## [Given records]

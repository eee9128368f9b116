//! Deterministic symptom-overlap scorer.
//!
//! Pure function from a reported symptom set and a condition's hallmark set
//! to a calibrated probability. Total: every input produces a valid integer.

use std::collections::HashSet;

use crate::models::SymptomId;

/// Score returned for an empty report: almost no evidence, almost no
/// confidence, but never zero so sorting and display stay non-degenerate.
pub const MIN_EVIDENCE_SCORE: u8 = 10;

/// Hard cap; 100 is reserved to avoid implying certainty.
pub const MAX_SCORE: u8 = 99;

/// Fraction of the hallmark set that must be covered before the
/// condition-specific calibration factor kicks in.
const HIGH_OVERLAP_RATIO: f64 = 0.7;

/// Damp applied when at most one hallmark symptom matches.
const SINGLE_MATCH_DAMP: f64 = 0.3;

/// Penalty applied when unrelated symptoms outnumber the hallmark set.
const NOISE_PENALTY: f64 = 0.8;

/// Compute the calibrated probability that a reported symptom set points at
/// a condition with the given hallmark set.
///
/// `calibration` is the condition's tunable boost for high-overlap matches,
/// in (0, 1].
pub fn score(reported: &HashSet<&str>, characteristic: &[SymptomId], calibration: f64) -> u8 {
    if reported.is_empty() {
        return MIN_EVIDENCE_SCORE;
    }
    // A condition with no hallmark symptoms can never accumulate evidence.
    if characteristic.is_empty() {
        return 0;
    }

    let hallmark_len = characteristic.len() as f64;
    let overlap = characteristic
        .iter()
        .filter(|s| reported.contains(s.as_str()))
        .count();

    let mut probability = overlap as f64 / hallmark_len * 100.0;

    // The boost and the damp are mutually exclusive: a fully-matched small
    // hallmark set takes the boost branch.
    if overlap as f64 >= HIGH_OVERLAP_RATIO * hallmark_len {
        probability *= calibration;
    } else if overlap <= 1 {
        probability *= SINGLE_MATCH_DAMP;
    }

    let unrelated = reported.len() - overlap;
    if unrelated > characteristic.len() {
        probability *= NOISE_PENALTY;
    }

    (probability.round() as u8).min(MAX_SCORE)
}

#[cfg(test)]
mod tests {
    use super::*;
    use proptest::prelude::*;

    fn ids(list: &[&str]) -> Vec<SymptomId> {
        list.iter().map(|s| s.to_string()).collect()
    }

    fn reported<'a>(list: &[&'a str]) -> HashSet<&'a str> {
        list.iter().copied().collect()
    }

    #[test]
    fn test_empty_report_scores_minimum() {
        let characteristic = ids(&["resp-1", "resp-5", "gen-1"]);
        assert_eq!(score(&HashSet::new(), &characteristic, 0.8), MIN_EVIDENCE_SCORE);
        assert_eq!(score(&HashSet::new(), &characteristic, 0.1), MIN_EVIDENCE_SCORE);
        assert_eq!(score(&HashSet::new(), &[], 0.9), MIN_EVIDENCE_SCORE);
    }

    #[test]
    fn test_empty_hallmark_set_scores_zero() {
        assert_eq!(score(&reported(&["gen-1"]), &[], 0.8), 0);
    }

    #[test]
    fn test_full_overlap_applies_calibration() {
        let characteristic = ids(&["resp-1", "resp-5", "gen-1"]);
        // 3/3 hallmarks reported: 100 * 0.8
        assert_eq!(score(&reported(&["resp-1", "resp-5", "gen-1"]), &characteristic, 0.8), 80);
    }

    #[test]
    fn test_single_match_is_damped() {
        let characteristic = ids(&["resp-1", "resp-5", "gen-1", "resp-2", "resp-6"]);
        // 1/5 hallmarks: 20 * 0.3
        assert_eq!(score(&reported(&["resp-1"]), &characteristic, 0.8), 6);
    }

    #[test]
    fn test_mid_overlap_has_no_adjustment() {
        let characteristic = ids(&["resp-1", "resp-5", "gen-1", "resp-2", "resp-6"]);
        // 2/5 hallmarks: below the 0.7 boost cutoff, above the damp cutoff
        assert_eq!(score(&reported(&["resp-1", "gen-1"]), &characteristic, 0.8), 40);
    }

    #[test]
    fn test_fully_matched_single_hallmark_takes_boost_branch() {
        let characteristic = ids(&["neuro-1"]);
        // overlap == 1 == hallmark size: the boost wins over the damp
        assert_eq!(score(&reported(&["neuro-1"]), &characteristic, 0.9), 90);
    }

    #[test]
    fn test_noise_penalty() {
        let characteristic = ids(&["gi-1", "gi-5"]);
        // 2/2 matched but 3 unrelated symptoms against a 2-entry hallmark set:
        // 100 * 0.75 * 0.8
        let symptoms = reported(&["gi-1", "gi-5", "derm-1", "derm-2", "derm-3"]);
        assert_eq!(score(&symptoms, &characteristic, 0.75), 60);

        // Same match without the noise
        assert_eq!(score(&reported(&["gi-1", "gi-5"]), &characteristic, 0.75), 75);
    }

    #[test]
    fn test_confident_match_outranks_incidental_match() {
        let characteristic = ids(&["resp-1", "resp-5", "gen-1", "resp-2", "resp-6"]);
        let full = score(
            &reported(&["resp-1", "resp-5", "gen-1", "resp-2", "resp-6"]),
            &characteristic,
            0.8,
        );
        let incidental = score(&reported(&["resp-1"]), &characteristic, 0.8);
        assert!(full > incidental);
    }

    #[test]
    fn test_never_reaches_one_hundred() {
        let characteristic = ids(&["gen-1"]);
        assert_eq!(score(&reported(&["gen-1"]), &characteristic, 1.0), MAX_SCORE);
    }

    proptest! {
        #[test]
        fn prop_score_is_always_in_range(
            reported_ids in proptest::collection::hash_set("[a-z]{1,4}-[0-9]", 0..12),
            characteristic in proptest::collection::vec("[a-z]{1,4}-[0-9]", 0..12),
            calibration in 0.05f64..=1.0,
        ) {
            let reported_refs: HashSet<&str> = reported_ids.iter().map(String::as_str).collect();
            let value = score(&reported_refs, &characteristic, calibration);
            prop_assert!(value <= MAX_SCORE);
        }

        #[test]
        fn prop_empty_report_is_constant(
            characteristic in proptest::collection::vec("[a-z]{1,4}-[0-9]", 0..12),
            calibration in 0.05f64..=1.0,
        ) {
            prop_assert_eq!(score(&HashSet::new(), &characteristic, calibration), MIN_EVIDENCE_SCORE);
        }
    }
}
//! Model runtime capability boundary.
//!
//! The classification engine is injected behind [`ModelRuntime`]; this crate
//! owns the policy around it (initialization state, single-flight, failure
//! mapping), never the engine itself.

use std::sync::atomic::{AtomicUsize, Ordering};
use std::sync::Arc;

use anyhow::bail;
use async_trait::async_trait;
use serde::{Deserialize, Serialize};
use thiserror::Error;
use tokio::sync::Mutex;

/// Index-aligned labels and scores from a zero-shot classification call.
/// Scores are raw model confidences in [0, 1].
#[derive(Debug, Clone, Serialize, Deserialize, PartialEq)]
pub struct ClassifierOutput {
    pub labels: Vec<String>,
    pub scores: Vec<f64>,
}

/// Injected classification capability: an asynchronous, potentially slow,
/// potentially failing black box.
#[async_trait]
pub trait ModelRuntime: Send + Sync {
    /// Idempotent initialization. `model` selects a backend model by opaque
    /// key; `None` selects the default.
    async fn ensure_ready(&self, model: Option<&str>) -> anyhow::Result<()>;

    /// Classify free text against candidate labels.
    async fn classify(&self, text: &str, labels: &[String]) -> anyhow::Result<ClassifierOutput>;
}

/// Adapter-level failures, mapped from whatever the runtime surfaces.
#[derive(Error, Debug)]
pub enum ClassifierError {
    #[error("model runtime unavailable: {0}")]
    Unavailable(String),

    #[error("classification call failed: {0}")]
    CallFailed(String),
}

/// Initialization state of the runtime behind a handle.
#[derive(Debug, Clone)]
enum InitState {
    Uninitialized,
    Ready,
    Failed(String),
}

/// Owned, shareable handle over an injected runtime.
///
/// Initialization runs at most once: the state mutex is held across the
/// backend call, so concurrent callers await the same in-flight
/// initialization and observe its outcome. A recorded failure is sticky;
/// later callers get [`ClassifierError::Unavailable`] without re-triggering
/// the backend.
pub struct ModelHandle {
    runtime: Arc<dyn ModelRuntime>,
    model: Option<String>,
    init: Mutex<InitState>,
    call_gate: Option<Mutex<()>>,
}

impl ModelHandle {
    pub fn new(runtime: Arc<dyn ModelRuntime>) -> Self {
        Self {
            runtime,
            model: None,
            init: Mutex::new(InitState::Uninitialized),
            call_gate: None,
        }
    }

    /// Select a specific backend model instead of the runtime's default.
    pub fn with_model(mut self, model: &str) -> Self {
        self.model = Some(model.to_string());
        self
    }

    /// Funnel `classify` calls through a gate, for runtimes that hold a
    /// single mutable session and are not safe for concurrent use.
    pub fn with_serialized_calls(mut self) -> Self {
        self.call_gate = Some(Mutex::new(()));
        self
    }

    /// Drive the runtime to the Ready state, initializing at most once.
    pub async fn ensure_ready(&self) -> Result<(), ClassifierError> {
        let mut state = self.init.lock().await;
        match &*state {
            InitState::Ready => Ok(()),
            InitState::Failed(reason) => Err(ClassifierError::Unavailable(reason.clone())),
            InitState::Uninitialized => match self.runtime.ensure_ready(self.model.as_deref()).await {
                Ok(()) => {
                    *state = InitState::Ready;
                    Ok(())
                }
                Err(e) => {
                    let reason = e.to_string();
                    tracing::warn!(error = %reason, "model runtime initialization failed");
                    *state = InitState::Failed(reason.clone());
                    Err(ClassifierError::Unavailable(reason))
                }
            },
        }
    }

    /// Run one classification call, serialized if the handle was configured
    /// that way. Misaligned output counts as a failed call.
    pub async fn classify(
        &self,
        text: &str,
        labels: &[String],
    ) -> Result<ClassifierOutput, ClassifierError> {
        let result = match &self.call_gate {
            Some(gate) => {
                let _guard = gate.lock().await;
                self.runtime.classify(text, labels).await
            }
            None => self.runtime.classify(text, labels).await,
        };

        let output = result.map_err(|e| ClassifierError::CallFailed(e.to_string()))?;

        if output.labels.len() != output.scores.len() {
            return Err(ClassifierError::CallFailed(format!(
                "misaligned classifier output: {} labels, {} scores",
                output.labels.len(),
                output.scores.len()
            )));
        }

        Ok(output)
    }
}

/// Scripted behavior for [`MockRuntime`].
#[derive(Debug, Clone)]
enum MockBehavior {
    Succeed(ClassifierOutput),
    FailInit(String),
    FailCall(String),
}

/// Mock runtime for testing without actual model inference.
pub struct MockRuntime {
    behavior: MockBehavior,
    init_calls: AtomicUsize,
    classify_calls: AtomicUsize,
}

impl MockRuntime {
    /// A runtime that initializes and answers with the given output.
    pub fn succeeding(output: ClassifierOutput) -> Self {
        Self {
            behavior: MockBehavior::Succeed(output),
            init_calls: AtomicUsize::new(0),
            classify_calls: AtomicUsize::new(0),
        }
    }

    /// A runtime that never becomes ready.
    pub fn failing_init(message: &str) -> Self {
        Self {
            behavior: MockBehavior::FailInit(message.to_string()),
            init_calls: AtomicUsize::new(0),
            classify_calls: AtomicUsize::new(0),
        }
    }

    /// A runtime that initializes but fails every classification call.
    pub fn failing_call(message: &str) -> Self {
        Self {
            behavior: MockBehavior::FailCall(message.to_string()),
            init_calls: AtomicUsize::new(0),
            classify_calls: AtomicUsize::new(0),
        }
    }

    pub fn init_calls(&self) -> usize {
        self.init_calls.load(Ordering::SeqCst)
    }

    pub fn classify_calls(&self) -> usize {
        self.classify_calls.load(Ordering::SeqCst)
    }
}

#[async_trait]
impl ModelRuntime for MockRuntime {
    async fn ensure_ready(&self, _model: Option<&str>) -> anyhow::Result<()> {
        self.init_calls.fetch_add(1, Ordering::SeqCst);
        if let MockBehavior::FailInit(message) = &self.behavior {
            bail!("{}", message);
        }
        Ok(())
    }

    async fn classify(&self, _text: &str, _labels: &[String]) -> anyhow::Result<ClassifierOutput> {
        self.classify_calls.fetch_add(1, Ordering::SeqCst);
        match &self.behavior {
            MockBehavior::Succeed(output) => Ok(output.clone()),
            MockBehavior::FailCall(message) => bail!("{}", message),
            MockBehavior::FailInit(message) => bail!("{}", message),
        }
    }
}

## [Required work]
Take every line from the data that contains the word "FailInit".

## [Answer for the task]
    FailInit(String),
            behavior: MockBehavior::FailInit(message.to_string()),
        if let MockBehavior::FailInit(message) = &self.behavior {
            MockBehavior::FailInit(message) => bail!("{}", message),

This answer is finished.